(Material supplied)

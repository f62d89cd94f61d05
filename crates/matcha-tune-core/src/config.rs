//! Run-level configuration.
//!
//! `ModelSettings` is the single configuration object the model wrapper reads
//! at construction time; `AwpSettings` parameterizes the perturbation
//! controller. Both are plain serde structs loadable from JSON.

use serde::{Deserialize, Serialize};
use std::path::{Path, PathBuf};

use crate::error::Result;

/// Settings consumed by [`crate::model::MatchaModel`] at construction time.
#[derive(Debug, Clone, Serialize, Deserialize)]
pub struct ModelSettings {
    /// Directory holding the pretrained backbone (`config.json` plus
    /// `*.safetensors` weight files).
    pub backbone_path: PathBuf,
    /// Maximum generation length, written into the decoder config.
    pub max_length: usize,
    /// Padding token id.
    pub pad_token_id: u32,
    /// Decoder start token id (prepended during teacher forcing).
    pub decoder_start_token_id: u32,
    /// Beginning-of-sequence token id.
    pub bos_token_id: u32,
    /// Target vocabulary size; the decoder embedding and output projection
    /// are resized to this many rows.
    pub len_tokenizer: usize,
    /// Optional fine-tuning checkpoint to load on top of the pretrained
    /// weights.
    #[serde(default)]
    pub from_checkpoint_dir: Option<PathBuf>,
}

impl ModelSettings {
    /// Load settings from a JSON file.
    pub fn from_file(path: &Path) -> Result<Self> {
        let contents = std::fs::read_to_string(path)?;
        let settings: Self = serde_json::from_str(&contents)?;
        Ok(settings)
    }
}

/// Settings for the AWP perturbation controller.
#[derive(Debug, Clone, Serialize, Deserialize)]
pub struct AwpSettings {
    /// Substring filter over parameter names; a parameter is eligible for
    /// perturbation when its name *contains* this string.
    #[serde(default = "default_adv_param")]
    pub adv_param: String,
    /// Learning-rate-like step size of the perturbation. Zero disables the
    /// whole attack cycle.
    #[serde(default = "default_adv_lr")]
    pub adv_lr: f64,
    /// Relative tolerance bounding the perturbation: each parameter is
    /// clamped into `value ± adv_eps * |value|`.
    #[serde(default = "default_adv_eps")]
    pub adv_eps: f64,
}

fn default_adv_param() -> String {
    "weight".to_string()
}

fn default_adv_lr() -> f64 {
    1.0
}

fn default_adv_eps() -> f64 {
    1e-4
}

impl Default for AwpSettings {
    fn default() -> Self {
        Self {
            adv_param: default_adv_param(),
            adv_lr: default_adv_lr(),
            adv_eps: default_adv_eps(),
        }
    }
}

#[cfg(test)]
mod tests {
    use super::*;

    #[test]
    fn awp_defaults() {
        let settings = AwpSettings::default();
        assert_eq!(settings.adv_param, "weight");
        assert!((settings.adv_lr - 1.0).abs() < f64::EPSILON);
        assert!((settings.adv_eps - 1e-4).abs() < f64::EPSILON);
    }

    #[test]
    fn awp_partial_json() {
        let settings: AwpSettings = serde_json::from_str(r#"{"adv_lr": 0.5}"#).unwrap();
        assert_eq!(settings.adv_param, "weight");
        assert!((settings.adv_lr - 0.5).abs() < f64::EPSILON);
    }

    #[test]
    fn model_settings_roundtrip() {
        let json = r#"{
            "backbone_path": "/models/matcha-base",
            "max_length": 512,
            "pad_token_id": 0,
            "decoder_start_token_id": 0,
            "bos_token_id": 0,
            "len_tokenizer": 50345
        }"#;
        let settings: ModelSettings = serde_json::from_str(json).unwrap();
        assert_eq!(settings.len_tokenizer, 50345);
        assert!(settings.from_checkpoint_dir.is_none());
    }
}
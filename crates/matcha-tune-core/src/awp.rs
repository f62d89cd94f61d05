//! Adversarial weight perturbation (AWP).
//!
//! One cycle per training step: snapshot the matched parameters, push each
//! one along its clean-pass gradient direction (scaled to the parameter's own
//! norm and clamped into a relative-epsilon box around the snapshot), take
//! the backward pass of the loss under the perturbed weights, then restore
//! the snapshots. The gradients returned to the caller are the adversarial
//! ones; the caller performs the optimizer step.
//!
//! Adapted from the weighted adversarial perturbation scheme of
//! [Wu et al., 2020](https://arxiv.org/abs/2004.05884).

use candle_core::backprop::GradStore;
use candle_core::{Tensor, Var};
use std::collections::HashMap;

use crate::config::AwpSettings;
use crate::error::{MatchaTuneError, Result};
use crate::model::TrainBatch;

/// Numerical-stability floor for the norm ratio. Distinct from the
/// configured `adv_eps`, which bounds the perturbation itself.
const NORM_FLOOR: f64 = 1e-6;

/// The seam between the controller and the model it perturbs: a target hands
/// out its named trainable parameters and evaluates the training loss on a
/// batch. While a cycle is in progress the controller holds an exclusive
/// lease on mutating these parameters; stepping the optimizer inside the
/// window is a correctness violation.
pub trait AdversarialTarget {
    /// Named trainable parameters, deterministically ordered.
    fn perturbable_vars(&self) -> Vec<(String, Var)>;

    /// Training loss for `batch` under the target's current weights.
    fn adversarial_loss(&self, batch: &TrainBatch) -> Result<Tensor>;
}

/// AWP perturbation controller.
///
/// The backup and bounds maps are empty except during the window between
/// save and restore of a single [`Awp::attack_backward`] call.
pub struct Awp {
    settings: AwpSettings,
    /// Parameter name -> snapshot taken at perturbation start.
    backup: HashMap<String, Tensor>,
    /// Parameter name -> (lower, upper) clamp tensors.
    bounds: HashMap<String, (Tensor, Tensor)>,
}

impl Awp {
    /// Create a controller with the given settings.
    pub fn new(settings: AwpSettings) -> Self {
        Self {
            settings,
            backup: HashMap::new(),
            bounds: HashMap::new(),
        }
    }

    /// Controller settings.
    pub fn settings(&self) -> &AwpSettings {
        &self.settings
    }

    /// Whether a save/attack/restore cycle is currently open.
    pub fn cycle_in_progress(&self) -> bool {
        !self.backup.is_empty()
    }

    /// Run one full adversarial cycle against `target`.
    ///
    /// `grads` are the gradients of the clean pass on the same batch. Returns
    /// `Ok(None)` without touching anything when `adv_lr` is zero; otherwise
    /// returns the gradients of the adversarial loss, computed while the
    /// weights were perturbed. The caller steps its optimizer with them; the
    /// weights themselves are already restored when this returns.
    pub fn attack_backward(
        &mut self,
        target: &impl AdversarialTarget,
        grads: &GradStore,
        batch: &TrainBatch,
    ) -> Result<Option<GradStore>> {
        if self.settings.adv_lr == 0.0 {
            return Ok(None);
        }

        self.save(target, grads)?;
        self.attack_step(target, grads)?;

        let adv_loss = target.adversarial_loss(batch)?;
        // A fresh gradient store: nothing from the clean pass accumulates.
        let adv_grads = adv_loss.backward()?;

        self.restore(target)?;
        Ok(Some(adv_grads))
    }

    /// Snapshot every matched parameter and compute its clamp interval
    /// `[value - adv_eps * |value|, value + adv_eps * |value|]`.
    ///
    /// Parameters already backed up this cycle are left untouched, so calling
    /// this twice without an intervening restore cannot overwrite snapshots.
    fn save(&mut self, target: &impl AdversarialTarget, grads: &GradStore) -> Result<()> {
        for (name, var) in target.perturbable_vars() {
            if !name.contains(&self.settings.adv_param) || grads.get(&var).is_none() {
                continue;
            }
            if self.backup.contains_key(&name) {
                continue;
            }

            let snapshot = var.as_tensor().copy()?;
            let margin = (snapshot.abs()? * self.settings.adv_eps)?;
            let lower = (&snapshot - &margin)?;
            let upper = (&snapshot + &margin)?;
            self.bounds.insert(name.clone(), (lower, upper));
            self.backup.insert(name, snapshot);
        }
        tracing::debug!(saved = self.backup.len(), "saved perturbation snapshots");
        Ok(())
    }

    /// Perturb each matched parameter along its gradient, scaled to the
    /// parameter's own norm, then clamp into the saved interval.
    ///
    /// Parameters whose gradient norm is zero or NaN are skipped. A matched
    /// parameter with a gradient but no saved bounds means the cycle was
    /// driven out of order; that is reported as an error.
    fn attack_step(&self, target: &impl AdversarialTarget, grads: &GradStore) -> Result<()> {
        for (name, var) in target.perturbable_vars() {
            if !name.contains(&self.settings.adv_param) {
                continue;
            }
            let Some(grad) = grads.get(&var) else {
                continue;
            };

            let grad_norm = l2_norm(grad)?;
            if grad_norm == 0.0 || grad_norm.is_nan() {
                continue;
            }
            let weight_norm = l2_norm(var.as_tensor())?;

            let (lower, upper) = self.bounds.get(&name).ok_or_else(|| {
                MatchaTuneError::PerturbationError(format!(
                    "no saved bounds for {name}: attack_step without save"
                ))
            })?;

            let scale = self.settings.adv_lr * (weight_norm as f64 + NORM_FLOOR)
                / (grad_norm as f64 + NORM_FLOOR);
            let perturbed = (var.as_tensor() + (grad * scale)?)?;
            let clamped = perturbed.maximum(lower)?.minimum(upper)?;
            var.set(&clamped)?;
        }
        Ok(())
    }

    /// Overwrite every backed-up parameter with its snapshot, then clear the
    /// cycle state. Restoration is unconditional: single-level snapshot, no
    /// comparison against the current value.
    fn restore(&mut self, target: &impl AdversarialTarget) -> Result<()> {
        for (name, var) in target.perturbable_vars() {
            if let Some(snapshot) = self.backup.get(&name) {
                var.set(snapshot)?;
            }
        }
        self.backup.clear();
        self.bounds.clear();
        Ok(())
    }
}

/// L2 norm of a tensor as a scalar.
fn l2_norm(tensor: &Tensor) -> Result<f32> {
    Ok(tensor.sqr()?.sum_all()?.sqrt()?.to_scalar::<f32>()?)
}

(The task)
Please copy every line from the entries that includes the word "insert".

(Solution to the exercise)
            self.bounds.insert(name.clone(), (lower, upper));
            self.backup.insert(name, snapshot);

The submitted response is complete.